- WHAT TO WORK ON -
Print all the entries verbatim.

- SUPPLIED DATA -
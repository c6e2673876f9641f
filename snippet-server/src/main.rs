//! Snippet relay server. Runs the session relay on `PORT` (default 8080).
//!
//! Logging follows `RUST_LOG` and defaults to `info`.

use std::time::Duration;

use clap::Parser;
use log::info;
use snippet_relay::server::DEFAULT_PORT;
use snippet_relay::{RelayServer, ServerConfig};

#[derive(Parser, Debug)]
#[command(name = "snippet-server", about = "Real-time code snippet session relay", version)]
struct Cli {
    /// Port to listen on (all interfaces)
    #[arg(long, env = "PORT", default_value_t = DEFAULT_PORT)]
    port: u16,

    /// Maximum session age in seconds before eviction
    #[arg(long, env = "RELAY_SESSION_TTL_SECS", default_value_t = 24 * 60 * 60)]
    session_ttl_secs: u64,

    /// Seconds between expiry sweeps
    #[arg(
        long,
        env = "RELAY_SWEEP_INTERVAL_SECS",
        default_value_t = 60 * 60,
        value_parser = clap::value_parser!(u64).range(1..)
    )]
    sweep_interval_secs: u64,
}

impl Cli {
    fn to_config(&self) -> ServerConfig {
        ServerConfig {
            bind_addr: format!("0.0.0.0:{}", self.port),
            session_ttl: Duration::from_secs(self.session_ttl_secs),
            sweep_interval: Duration::from_secs(self.sweep_interval_secs),
            ..ServerConfig::default()
        }
    }
}

#[tokio::main]
async fn main() -> Result<(), Box<dyn std::error::Error>> {
    env_logger::Builder::from_env(env_logger::Env::default().default_filter_or("info")).init();

    let config = Cli::parse().to_config();
    info!(
        "Starting relay on {} (session TTL {}s, sweep every {}s)",
        config.bind_addr,
        config.session_ttl.as_secs(),
        config.sweep_interval.as_secs()
    );

    RelayServer::new(config).run_until(shutdown_signal()).await?;
    info!("Server closed");
    Ok(())
}

/// Resolves on SIGINT, or SIGTERM on Unix.
async fn shutdown_signal() {
    let ctrl_c = async {
        if let Err(e) = tokio::signal::ctrl_c().await {
            log::error!("Failed to listen for Ctrl-C: {e}");
            std::future::pending::<()>().await;
        }
    };

    #[cfg(unix)]
    let terminate = async {
        match tokio::signal::unix::signal(tokio::signal::unix::SignalKind::terminate()) {
            Ok(mut sig) => {
                sig.recv().await;
            }
            Err(e) => {
                log::error!("Failed to listen for SIGTERM: {e}");
                std::future::pending::<()>().await;
            }
        }
    };

    #[cfg(not(unix))]
    let terminate = std::future::pending::<()>();

    tokio::select! {
        _ = ctrl_c => {},
        _ = terminate => {},
    }
}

- FINISHED EXERCISE -
repository c6e2673876f9641f
filename snippet-server/src/main.rs
//! Snippet relay server. Runs the session relay on `PORT` (default 8080).
//!
//! Logging follows `RUST_LOG` and defaults to `info`.

use std::time::Duration;

use clap::Parser;
use log::info;
use snippet_relay::server::DEFAULT_PORT;
use snippet_relay::{RelayServer, ServerConfig};

#[derive(Parser, Debug)]
#[command(name = "snippet-server", about = "Real-time code snippet session relay", version)]
struct Cli {
    /// Port to listen on (all interfaces)
    #[arg(long, env = "PORT", default_value_t = DEFAULT_PORT)]
    port: u16,

    /// Maximum session age in seconds before eviction
    #[arg(long, env = "RELAY_SESSION_TTL_SECS", default_value_t = 24 * 60 * 60)]
    session_ttl_secs: u64,

    /// Seconds between expiry sweeps
    #[arg(
        long,
        env = "RELAY_SWEEP_INTERVAL_SECS",
        default_value_t = 60 * 60,
        value_parser = clap::value_parser!(u64).range(1..)
    )]
    sweep_interval_secs: u64,
}

impl Cli {
    fn to_config(&self) -> ServerConfig {
        ServerConfig {
            bind_addr: format!("0.0.0.0:{}", self.port),
            session_ttl: Duration::from_secs(self.session_ttl_secs),
            sweep_interval: Duration::from_secs(self.sweep_interval_secs),
            ..ServerConfig::default()
        }
    }
}

#[tokio::main]
async fn main() -> Result<(), Box<dyn std::error::Error>> {
    env_logger::Builder::from_env(env_logger::Env::default().default_filter_or("info")).init();

    let config = Cli::parse().to_config();
    info!(
        "Starting relay on {} (session TTL {}s, sweep every {}s)",
        config.bind_addr,
        config.session_ttl.as_secs(),
        config.sweep_interval.as_secs()
    );

    RelayServer::new(config).run_until(shutdown_signal()).await?;
    info!("Server closed");
    Ok(())
}

/// Resolves on SIGINT, or SIGTERM on Unix.
async fn shutdown_signal() {
    let ctrl_c = async {
        if let Err(e) = tokio::signal::ctrl_c().await {
            log::error!("Failed to listen for Ctrl-C: {e}");
            std::future::pending::<()>().await;
        }
    };

    #[cfg(unix)]
    let terminate = async {
        match tokio::signal::unix::signal(tokio::signal::unix::SignalKind::terminate()) {
            Ok(mut sig) => {
                sig.recv().await;
            }
            Err(e) => {
                log::error!("Failed to listen for SIGTERM: {e}");
                std::future::pending::<()>().await;
            }
        }
    };

    #[cfg(not(unix))]
    let terminate = std::future::pending::<()>();

    tokio::select! {
        _ = ctrl_c => {},
        _ = terminate => {},
    }
}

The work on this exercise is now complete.